9. The size of our markets is the first concern. To attract Canadians, our content must have a level of quality, and consequently investment, that can compete with imported content. But the smaller market limits the revenue available to create a return on that investment. Export is one answer, but we also want and need content that is specifically of interest to Canadians, and may not travel well.
10. In the past, we have used regulation to protect our market, create a model in which aggregators can profit from imported programming, and thereby create great Canadian content. The digital world will necessarily reduce — though not eliminate — the effectiveness of current regulation in strengthening domestic production. And yet, all experience leads one to believe that — for all countries, not just Canada — success in the domestic marketplace is a necessary forerunner to success in the export marketplace. Without a successful domestic content–based business model, there will be no content businesses here, and without them Canada will be a net importer in the world–wide digital economy.

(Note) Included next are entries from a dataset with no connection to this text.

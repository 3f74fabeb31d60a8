//! minimizer — black-box minimization backed by argmin.
//!
//! Purpose
//! -------
//! Provide the [`Minimizer`] seam used by the variational fitter, together
//! with an argmin-backed default ([`ArgminMinimizer`]) that runs either
//! L-BFGS on finite-difference gradients or derivative-free Nelder–Mead.
//!
//! Key behaviors
//! -------------
//! - Accept any `Fn(&Theta) -> OptResult<Cost>` closure as the objective.
//! - Validate starting points and configuration before building a solver.
//! - Normalize termination into a [`MinimizeOutcome`] with an integer status
//!   code. Hitting the iteration cap is a status, not an error.
//!
//! Conventions
//! -----------
//! - Objectives are minimized. Maximizers negate before calling in.
//! - Gradients, when needed, are finite differences of the cost; objectives
//!   never supply analytic gradients.
//!
//! Testing notes
//! -------------
//! - `traits`: option validation and status mapping.
//! - `adapter`: cost passthrough and FD gradient fallbacks.
//! - `builders`: solver construction with and without tolerances.
//! - `api`: end-to-end runs on a quadratic bowl for every solver family.

pub mod adapter;
pub mod api;
pub mod builders;
pub mod run;
pub mod traits;
pub mod types;
pub mod validation;

pub use api::{ArgminMinimizer, minimize};
pub use traits::{
    LineSearcher, MinimizeOutcome, Minimizer, MinimizerOptions, STATUS_CONVERGED,
    STATUS_INTERRUPTED, STATUS_MAX_ITERS, STATUS_NOT_TERMINATED, STATUS_SOLVER_EXIT,
    STATUS_TIMEOUT, SolverMethod, Tolerances,
};
pub use types::{Cost, FnEvalMap, Grad, Theta};

pub mod prelude {
    pub use super::api::{ArgminMinimizer, minimize};
    pub use super::traits::{
        LineSearcher, MinimizeOutcome, Minimizer, MinimizerOptions, SolverMethod, Tolerances,
    };
    pub use super::types::{Cost, Theta};
}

11. Moreover, without a strong domestic marketplace, none of the cultural and social goals that traditionally have been delivered through Canadian electronic media can hope to be realized. The global marketplace will not take care of our local concerns, of Canadian regional reflection, of cultural support for minorities of any kind, of the expression of our shared values, and certainly not of the "shared national consciousness" which is the underpinning of our strength as a nation.
12. Addressing the three challenges — understanding content, developing a content–based business model, and using it to create a strong domestic digital marketplace — is the key to developing a strategy for the digital media economy.

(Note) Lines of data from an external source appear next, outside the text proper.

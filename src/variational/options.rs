//! Fit configuration with defaults resolved once at entry.
use crate::{
    flows::model::FlowModel,
    optimization::minimizer::{MinimizerOptions, Theta},
    utils::first_non_finite,
    variational::{
        errors::{VIError, VIResult},
        validation::validate_nmc,
    },
};

/// Default number of Monte Carlo draws per ELBO estimate.
pub const DEFAULT_NMC: usize = 200;

/// Default seed of the ChaCha8 stream driving all draws of one fit.
pub const DEFAULT_SEED: u64 = 42;

/// Caller-facing configuration for [`fit_flow_variational`](super::fit::fit_flow_variational).
///
/// Fields:
/// - `nmc` — draws per ELBO estimate (default [`DEFAULT_NMC`]).
/// - `seed` — RNG seed (default [`DEFAULT_SEED`]).
/// - `theta0` — starting parameters (default: the supplied flow's θ).
/// - `minimizer` — options for the default argmin minimizer
///   (default: Nelder–Mead, 200 iterations).
/// - `verbose` — emit progress records behind the `obs_slog` feature.
#[derive(Debug, Clone, PartialEq, Default)]
pub struct FitOptions {
    pub nmc: Option<usize>,
    pub seed: Option<u64>,
    pub theta0: Option<Theta>,
    pub minimizer: MinimizerOptions,
    pub verbose: bool,
}

impl FitOptions {
    /// # Errors
    /// - [`VIError::InvalidNmc`] for `nmc == Some(0)`.
    /// - [`VIError::InvalidTheta0`] for a non-finite starting entry.
    pub fn new(
        nmc: Option<usize>, seed: Option<u64>, theta0: Option<Theta>,
        minimizer: MinimizerOptions, verbose: bool,
    ) -> VIResult<Self> {
        if let Some(n) = nmc {
            validate_nmc(n)?;
        }
        if let Some((index, value)) = theta0.as_ref().and_then(|t| first_non_finite(t.view())) {
            return Err(VIError::InvalidTheta0 { index, value });
        }
        Ok(Self { nmc, seed, theta0, minimizer, verbose })
    }

    /// Fill in defaults against the flow being fitted.
    ///
    /// # Errors
    /// - As [`FitOptions::new`] (fields are public and may have been edited).
    /// - [`VIError::Flow`] if `theta0` does not fit the flow's layout.
    pub fn resolve(&self, flow: &FlowModel) -> VIResult<ResolvedFitOptions> {
        let nmc = self.nmc.unwrap_or(DEFAULT_NMC);
        validate_nmc(nmc)?;
        let theta0 = match &self.theta0 {
            Some(t) => {
                if let Some((index, value)) = first_non_finite(t.view()) {
                    return Err(VIError::InvalidTheta0 { index, value });
                }
                flow.with_theta(t.clone())?;
                t.clone()
            }
            None => flow.theta().to_owned(),
        };
        Ok(ResolvedFitOptions {
            nmc,
            seed: self.seed.unwrap_or(DEFAULT_SEED),
            theta0,
            minimizer: self.minimizer.clone(),
            verbose: self.verbose,
        })
    }
}

/// [`FitOptions`] with every default applied.
#[derive(Debug, Clone, PartialEq)]
pub struct ResolvedFitOptions {
    pub nmc: usize,
    pub seed: u64,
    pub theta0: Theta,
    pub minimizer: MinimizerOptions,
    pub verbose: bool,
}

Canada's Digital Strategy — The Role of Government
The Government of Canada's role is to put in place a marketplace framework in which you as creators, inventors and entrepreneurs have the incentives to innovate, the confidence to take risks and the tools to succeed. The Government of Canada has made an important start to its work — it has revamped its cultural programs to reflect the digital reality.
… Policies and programs must be adjusted, where appropriate, to maximize Canadian success in the digital economy.

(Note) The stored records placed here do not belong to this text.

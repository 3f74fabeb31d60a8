//! rare_events::stats — closed-form large-deviation quantities.
//!
//! Purpose
//! -------
//! Small, exact formulas used around the variational and path layers:
//! relative entropy between categorical distributions, the Sanov estimate
//! of an empirical-distribution rare event, and the Girsanov log-likelihood
//! ratio of a drift tilt.
//!
//! Conventions
//! -----------
//! - Probability inputs go through the same validation as the fitter's
//!   `observed` vector (non-negative, sum to one within 1e−8).
//! - `0 · ln(0 / p) = 0`; `q > 0` against `p = 0` gives `+∞`, not an error.
use ndarray::{ArrayView, ArrayView1, Dimension, Zip};

use crate::{
    rare_events::errors::{RareEventError, RareResult},
    variational::validation::validate_distribution,
};

/// Relative entropy `KL(Q ‖ P) = Σ_c Q_c ln(Q_c / P_c)`.
///
/// Parameters
/// ----------
/// - `q`: the tilted (rare) distribution.
/// - `p`: the reference distribution.
///
/// Returns
/// -------
/// A non-negative value, `+∞` when `Q` charges a category `P` does not.
///
/// Errors
/// ------
/// - `RareEventError::ShapeMismatch` for different lengths.
/// - `RareEventError::Variational` when either input is not a probability
///   vector.
pub fn kl_div(q: ArrayView1<'_, f64>, p: ArrayView1<'_, f64>) -> RareResult<f64> {
    if q.len() != p.len() {
        return Err(RareEventError::ShapeMismatch {
            what: "kl_div",
            expected: vec![q.len()],
            found: vec![p.len()],
        });
    }
    validate_distribution("Q", q)?;
    validate_distribution("P", p)?;

    let kl = q
        .iter()
        .zip(p.iter())
        .filter(|(qc, _)| **qc > 0.0)
        .map(|(&qc, &pc)| if pc > 0.0 { qc * (qc / pc).ln() } else { f64::INFINITY })
        .sum::<f64>();
    // Rounding can leave tiny negatives when Q ≈ P.
    Ok(kl.max(0.0))
}

/// Sanov estimate `exp(−n · KL(Q ‖ P))` of observing empirical law `Q`
/// after `n` draws from `P`.
///
/// # Errors
/// As [`kl_div`].
pub fn sanov_prob(q: ArrayView1<'_, f64>, p: ArrayView1<'_, f64>, n: usize) -> RareResult<f64> {
    let kl = kl_div(q, p)?;
    if n == 0 {
        return Ok(1.0);
    }
    Ok((-(n as f64) * kl).exp())
}

/// Girsanov log-likelihood ratio of the tilt `θ`:
/// `Σ_t θ_t · ΔW_t − ½ Σ_t ‖θ_t‖² dt`.
///
/// `theta` and `winc` share any shape (`T` for scalar noise, `T × d` for a
/// d-dimensional Brownian motion); the sums run over every entry.
///
/// # Errors
/// - `RareEventError::InvalidDt` unless `dt` is finite and positive.
/// - `RareEventError::ShapeMismatch` when the shapes differ.
/// - `RareEventError::EmptyInput` for empty paths.
/// - `RareEventError::NonFiniteInput` for a NaN or infinite entry.
pub fn girsanov_logratio<D>(
    theta: ArrayView<'_, f64, D>, winc: ArrayView<'_, f64, D>, dt: f64,
) -> RareResult<f64>
where
    D: Dimension,
{
    if !(dt.is_finite() && dt > 0.0) {
        return Err(RareEventError::InvalidDt { dt });
    }
    if theta.shape() != winc.shape() {
        return Err(RareEventError::ShapeMismatch {
            what: "girsanov_logratio",
            expected: theta.shape().to_vec(),
            found: winc.shape().to_vec(),
        });
    }
    if theta.is_empty() {
        return Err(RareEventError::EmptyInput { what: "theta path" });
    }
    for (what, a) in [("theta path", theta.view()), ("Brownian increments", winc.view())] {
        if let Some((index, &value)) = a.iter().enumerate().find(|(_, v)| !v.is_finite()) {
            return Err(RareEventError::NonFiniteInput { what, index, value });
        }
    }

    let mut stochastic = 0.0;
    let mut energy = 0.0;
    Zip::from(&theta).and(&winc).for_each(|&th, &dw| {
        stochastic += th * dw;
        energy += th * th;
    });
    Ok(stochastic - 0.5 * energy * dt)
}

James Moore: "Creating Canada's Digital Content Advantage" from the Consultation Paper on Creating a Digital Economy Strategy for Canada, 2010.
13. Canada has always understood the importance of government–industry collaboration in the creation of a successful economy. Nowhere has this philosophy been better implemented than in broadcasting, with many examples ranging from the government's early investment in communications satellite research and infrastructure to the development of a variety of support systems for Canadian content creation.
14. The digital economy also requires a collaborative approach, but it demands new tools. In Astral's view, our digital strategy must encompass two primary objectives whose achievement will require a coordinated approach from all sectors and levels of government. The objectives are:
- The creation of a coordinated, fair and, flexible business framework in which successful digital content business models can develop, encompassing both a flexible approach to regulation and a fair copyright regime.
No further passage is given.